_ACTIVITY_. What is the number of lines in this listing that include "candidate"? Answer with that number only.

_SOURCE DATA_.
────────

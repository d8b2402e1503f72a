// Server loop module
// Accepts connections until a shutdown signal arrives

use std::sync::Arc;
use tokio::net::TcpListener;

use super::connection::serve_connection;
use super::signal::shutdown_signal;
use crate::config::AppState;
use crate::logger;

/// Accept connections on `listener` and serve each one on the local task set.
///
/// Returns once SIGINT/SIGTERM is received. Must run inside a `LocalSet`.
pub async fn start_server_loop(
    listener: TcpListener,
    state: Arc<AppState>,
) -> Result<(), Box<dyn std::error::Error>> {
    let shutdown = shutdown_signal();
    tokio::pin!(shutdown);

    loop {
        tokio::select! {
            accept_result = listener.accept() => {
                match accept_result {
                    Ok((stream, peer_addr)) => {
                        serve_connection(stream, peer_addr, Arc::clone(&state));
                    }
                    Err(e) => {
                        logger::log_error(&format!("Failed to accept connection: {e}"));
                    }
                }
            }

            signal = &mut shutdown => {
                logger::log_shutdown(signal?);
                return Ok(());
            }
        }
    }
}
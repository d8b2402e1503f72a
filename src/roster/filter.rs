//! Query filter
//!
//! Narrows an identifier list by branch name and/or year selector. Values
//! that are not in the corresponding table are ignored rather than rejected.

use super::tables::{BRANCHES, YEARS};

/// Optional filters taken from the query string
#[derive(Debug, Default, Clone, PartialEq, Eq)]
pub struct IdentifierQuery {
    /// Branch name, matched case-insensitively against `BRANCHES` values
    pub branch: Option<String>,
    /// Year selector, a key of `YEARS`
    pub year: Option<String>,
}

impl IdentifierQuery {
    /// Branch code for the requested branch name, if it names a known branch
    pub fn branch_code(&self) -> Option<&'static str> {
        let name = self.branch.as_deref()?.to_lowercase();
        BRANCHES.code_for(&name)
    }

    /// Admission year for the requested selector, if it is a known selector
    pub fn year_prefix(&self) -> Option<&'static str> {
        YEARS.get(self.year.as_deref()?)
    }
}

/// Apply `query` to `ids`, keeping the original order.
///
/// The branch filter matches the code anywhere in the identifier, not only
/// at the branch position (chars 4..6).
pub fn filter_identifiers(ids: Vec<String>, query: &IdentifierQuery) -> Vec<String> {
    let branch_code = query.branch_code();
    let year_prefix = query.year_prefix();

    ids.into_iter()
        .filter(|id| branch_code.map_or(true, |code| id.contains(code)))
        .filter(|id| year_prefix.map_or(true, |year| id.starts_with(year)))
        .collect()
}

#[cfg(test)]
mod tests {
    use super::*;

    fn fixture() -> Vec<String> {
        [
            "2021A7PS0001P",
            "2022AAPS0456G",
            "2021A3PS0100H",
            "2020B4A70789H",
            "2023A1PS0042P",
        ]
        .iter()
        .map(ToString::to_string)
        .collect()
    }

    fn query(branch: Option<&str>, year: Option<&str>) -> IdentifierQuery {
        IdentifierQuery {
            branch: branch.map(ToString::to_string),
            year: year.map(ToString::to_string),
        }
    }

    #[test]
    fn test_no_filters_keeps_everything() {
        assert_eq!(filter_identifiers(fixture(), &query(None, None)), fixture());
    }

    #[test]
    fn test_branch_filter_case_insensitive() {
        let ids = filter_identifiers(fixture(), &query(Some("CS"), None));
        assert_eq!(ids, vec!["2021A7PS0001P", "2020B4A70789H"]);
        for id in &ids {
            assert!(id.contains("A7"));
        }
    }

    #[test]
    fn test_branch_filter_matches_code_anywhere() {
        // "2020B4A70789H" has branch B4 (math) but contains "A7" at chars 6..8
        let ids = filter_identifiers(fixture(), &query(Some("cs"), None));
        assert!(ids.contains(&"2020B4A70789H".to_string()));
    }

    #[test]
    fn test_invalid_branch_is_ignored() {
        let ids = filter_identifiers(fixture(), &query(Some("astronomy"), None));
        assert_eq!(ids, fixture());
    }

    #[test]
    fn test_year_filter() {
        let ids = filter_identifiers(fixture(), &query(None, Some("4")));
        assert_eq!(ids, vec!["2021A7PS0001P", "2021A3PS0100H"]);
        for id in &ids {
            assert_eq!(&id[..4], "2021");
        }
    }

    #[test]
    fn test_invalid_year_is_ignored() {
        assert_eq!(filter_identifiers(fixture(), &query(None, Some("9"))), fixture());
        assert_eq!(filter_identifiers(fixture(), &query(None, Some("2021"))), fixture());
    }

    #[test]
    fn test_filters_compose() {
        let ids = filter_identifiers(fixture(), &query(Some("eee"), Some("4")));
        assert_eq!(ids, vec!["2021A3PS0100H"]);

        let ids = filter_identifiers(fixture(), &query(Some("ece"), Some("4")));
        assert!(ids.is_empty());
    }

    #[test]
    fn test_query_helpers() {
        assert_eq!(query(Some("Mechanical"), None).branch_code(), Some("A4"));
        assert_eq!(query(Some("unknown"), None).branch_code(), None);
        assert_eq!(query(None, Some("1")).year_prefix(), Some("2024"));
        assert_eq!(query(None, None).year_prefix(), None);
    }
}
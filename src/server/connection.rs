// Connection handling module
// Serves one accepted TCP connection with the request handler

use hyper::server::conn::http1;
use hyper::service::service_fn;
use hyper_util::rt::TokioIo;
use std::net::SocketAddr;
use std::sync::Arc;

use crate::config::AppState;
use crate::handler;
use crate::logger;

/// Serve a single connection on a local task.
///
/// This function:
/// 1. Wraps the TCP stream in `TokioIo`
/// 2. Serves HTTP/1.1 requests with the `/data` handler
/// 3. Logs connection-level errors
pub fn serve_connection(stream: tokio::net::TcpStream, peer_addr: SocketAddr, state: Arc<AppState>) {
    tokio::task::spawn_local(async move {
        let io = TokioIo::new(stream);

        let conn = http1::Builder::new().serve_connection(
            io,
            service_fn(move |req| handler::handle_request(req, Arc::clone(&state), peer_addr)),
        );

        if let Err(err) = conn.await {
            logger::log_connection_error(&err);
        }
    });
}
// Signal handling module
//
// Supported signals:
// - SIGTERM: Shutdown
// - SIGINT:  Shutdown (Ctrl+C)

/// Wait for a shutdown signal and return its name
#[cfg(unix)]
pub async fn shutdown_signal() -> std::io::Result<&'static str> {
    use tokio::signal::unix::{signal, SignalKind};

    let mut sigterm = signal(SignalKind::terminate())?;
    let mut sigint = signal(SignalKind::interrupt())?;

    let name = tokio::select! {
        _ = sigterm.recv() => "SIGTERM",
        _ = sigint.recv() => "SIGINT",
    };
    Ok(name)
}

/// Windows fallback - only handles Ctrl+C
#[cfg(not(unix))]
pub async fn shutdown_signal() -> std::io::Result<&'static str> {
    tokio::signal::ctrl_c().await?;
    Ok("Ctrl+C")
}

────────

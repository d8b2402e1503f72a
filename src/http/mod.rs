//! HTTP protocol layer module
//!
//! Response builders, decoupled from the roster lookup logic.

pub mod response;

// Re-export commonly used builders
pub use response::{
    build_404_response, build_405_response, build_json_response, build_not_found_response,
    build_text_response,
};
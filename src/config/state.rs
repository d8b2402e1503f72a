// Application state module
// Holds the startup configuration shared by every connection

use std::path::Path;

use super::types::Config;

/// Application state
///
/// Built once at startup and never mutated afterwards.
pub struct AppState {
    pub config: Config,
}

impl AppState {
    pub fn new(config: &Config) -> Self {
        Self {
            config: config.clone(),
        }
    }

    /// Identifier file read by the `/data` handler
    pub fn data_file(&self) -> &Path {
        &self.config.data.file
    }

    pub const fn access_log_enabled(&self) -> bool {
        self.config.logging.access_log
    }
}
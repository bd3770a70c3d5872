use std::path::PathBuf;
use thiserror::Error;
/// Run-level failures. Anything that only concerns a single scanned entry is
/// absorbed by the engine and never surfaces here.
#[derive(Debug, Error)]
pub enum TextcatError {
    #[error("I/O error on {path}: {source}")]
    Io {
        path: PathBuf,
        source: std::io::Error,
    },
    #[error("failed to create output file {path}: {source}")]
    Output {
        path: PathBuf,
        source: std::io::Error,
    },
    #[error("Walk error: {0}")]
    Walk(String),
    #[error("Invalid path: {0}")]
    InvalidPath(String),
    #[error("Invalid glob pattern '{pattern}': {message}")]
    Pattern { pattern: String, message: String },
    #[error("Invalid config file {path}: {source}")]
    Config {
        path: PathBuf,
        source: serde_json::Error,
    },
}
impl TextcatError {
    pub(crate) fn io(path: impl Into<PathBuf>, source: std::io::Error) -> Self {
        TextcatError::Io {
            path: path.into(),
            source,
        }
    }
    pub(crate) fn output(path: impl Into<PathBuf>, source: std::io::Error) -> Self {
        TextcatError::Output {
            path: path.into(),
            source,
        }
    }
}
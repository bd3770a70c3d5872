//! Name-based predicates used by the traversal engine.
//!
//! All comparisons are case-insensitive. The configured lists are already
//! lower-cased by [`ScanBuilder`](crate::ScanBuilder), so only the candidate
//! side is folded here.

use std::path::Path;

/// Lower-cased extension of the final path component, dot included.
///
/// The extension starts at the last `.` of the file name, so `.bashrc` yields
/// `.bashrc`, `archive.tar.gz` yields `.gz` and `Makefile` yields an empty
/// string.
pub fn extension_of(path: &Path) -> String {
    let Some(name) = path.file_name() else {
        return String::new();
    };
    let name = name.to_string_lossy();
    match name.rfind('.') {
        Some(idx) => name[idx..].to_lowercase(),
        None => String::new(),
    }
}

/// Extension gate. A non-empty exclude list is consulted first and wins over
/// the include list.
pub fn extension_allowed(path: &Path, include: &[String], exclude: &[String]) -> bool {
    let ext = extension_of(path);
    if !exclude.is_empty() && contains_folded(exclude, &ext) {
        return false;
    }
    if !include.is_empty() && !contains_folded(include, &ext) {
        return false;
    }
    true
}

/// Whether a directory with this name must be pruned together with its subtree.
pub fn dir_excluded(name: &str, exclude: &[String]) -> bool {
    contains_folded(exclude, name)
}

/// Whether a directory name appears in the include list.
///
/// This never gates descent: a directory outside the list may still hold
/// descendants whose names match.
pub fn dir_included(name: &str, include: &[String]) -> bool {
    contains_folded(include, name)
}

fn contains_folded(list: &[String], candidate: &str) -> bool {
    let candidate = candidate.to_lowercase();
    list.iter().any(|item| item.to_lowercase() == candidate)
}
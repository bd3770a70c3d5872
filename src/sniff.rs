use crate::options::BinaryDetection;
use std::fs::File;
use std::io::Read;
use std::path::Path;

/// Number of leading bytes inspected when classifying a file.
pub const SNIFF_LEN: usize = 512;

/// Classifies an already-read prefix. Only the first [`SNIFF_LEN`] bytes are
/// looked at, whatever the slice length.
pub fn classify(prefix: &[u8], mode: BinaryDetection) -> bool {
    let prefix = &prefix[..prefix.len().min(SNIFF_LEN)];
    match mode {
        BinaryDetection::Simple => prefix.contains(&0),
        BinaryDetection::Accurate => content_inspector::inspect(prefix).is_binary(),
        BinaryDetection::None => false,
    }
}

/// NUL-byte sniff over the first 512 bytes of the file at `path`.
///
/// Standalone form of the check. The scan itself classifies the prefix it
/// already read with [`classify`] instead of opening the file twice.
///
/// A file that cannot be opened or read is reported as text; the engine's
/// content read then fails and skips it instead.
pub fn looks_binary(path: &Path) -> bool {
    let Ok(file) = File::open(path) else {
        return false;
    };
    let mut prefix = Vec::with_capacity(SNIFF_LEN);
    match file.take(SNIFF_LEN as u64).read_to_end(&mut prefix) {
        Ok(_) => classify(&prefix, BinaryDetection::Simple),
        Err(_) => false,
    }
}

────────

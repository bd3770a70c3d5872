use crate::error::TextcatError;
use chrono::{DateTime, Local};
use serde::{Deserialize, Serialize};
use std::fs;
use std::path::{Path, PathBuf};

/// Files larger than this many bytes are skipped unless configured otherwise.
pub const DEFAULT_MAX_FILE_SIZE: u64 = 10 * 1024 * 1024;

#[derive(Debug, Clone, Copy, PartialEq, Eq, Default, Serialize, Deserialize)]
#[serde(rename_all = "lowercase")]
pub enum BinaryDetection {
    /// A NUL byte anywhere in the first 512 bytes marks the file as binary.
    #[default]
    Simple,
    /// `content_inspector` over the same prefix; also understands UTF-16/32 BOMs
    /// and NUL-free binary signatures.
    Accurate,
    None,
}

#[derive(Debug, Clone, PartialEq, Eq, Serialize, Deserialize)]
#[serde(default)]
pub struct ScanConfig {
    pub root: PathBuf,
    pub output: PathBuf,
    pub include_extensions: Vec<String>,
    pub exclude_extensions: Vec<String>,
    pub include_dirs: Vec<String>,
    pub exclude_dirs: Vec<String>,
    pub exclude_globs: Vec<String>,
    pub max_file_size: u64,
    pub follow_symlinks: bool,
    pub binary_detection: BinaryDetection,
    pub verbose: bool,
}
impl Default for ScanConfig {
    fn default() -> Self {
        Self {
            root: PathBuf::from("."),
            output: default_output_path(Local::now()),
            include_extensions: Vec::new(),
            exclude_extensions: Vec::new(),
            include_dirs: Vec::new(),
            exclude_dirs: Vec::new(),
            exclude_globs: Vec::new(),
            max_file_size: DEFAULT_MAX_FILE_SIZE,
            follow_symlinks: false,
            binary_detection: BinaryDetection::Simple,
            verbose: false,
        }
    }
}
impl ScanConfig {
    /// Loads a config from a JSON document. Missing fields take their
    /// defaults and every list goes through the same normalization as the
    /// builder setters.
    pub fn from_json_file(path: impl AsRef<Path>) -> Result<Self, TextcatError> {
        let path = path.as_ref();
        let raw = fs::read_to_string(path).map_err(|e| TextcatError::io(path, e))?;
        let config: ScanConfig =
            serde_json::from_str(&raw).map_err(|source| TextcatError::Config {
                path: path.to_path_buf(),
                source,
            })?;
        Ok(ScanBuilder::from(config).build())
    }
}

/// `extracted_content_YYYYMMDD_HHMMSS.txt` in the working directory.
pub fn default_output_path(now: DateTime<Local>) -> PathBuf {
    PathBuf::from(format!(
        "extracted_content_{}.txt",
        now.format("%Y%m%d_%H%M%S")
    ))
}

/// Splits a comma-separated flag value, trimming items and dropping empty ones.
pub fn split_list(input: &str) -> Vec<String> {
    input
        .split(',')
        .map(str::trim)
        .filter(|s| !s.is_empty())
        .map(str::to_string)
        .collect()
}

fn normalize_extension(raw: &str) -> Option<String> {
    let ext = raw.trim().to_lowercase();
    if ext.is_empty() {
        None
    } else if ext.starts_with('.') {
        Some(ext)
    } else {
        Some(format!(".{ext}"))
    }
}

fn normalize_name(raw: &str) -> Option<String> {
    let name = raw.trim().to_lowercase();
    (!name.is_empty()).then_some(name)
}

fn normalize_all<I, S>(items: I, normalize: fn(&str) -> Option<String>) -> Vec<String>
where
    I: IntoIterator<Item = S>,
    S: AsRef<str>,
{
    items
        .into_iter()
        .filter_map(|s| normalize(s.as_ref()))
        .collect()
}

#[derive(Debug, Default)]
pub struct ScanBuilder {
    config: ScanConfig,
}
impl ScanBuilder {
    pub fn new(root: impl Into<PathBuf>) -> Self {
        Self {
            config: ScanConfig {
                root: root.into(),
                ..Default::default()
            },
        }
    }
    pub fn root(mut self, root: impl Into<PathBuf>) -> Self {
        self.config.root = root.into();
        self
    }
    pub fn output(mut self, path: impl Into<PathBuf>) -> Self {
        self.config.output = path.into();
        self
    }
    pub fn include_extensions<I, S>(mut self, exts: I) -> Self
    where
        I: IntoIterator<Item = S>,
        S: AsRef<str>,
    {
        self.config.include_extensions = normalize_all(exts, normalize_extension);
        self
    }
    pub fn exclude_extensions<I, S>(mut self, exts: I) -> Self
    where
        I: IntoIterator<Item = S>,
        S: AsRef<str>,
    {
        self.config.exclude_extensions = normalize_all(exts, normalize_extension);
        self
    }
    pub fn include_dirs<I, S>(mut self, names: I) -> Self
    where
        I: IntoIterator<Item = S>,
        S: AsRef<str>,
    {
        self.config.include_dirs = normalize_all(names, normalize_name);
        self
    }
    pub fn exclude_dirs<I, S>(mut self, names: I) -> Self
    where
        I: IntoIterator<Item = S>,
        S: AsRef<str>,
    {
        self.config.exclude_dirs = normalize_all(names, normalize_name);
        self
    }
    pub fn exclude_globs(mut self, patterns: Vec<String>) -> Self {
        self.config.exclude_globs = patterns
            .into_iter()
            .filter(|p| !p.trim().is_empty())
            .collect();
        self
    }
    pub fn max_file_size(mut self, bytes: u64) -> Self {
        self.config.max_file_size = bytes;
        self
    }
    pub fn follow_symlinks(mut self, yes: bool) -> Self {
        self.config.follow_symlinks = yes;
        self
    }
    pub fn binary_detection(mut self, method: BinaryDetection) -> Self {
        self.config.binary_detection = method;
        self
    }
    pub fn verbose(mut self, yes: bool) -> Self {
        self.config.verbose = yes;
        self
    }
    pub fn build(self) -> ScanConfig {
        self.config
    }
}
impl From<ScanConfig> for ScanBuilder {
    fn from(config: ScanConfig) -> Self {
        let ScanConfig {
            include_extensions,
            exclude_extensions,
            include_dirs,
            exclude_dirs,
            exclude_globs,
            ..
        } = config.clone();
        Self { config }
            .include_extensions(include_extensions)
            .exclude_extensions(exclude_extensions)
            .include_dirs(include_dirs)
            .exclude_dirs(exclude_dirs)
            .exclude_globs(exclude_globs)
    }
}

────────

_RESPONSE BOX_. 4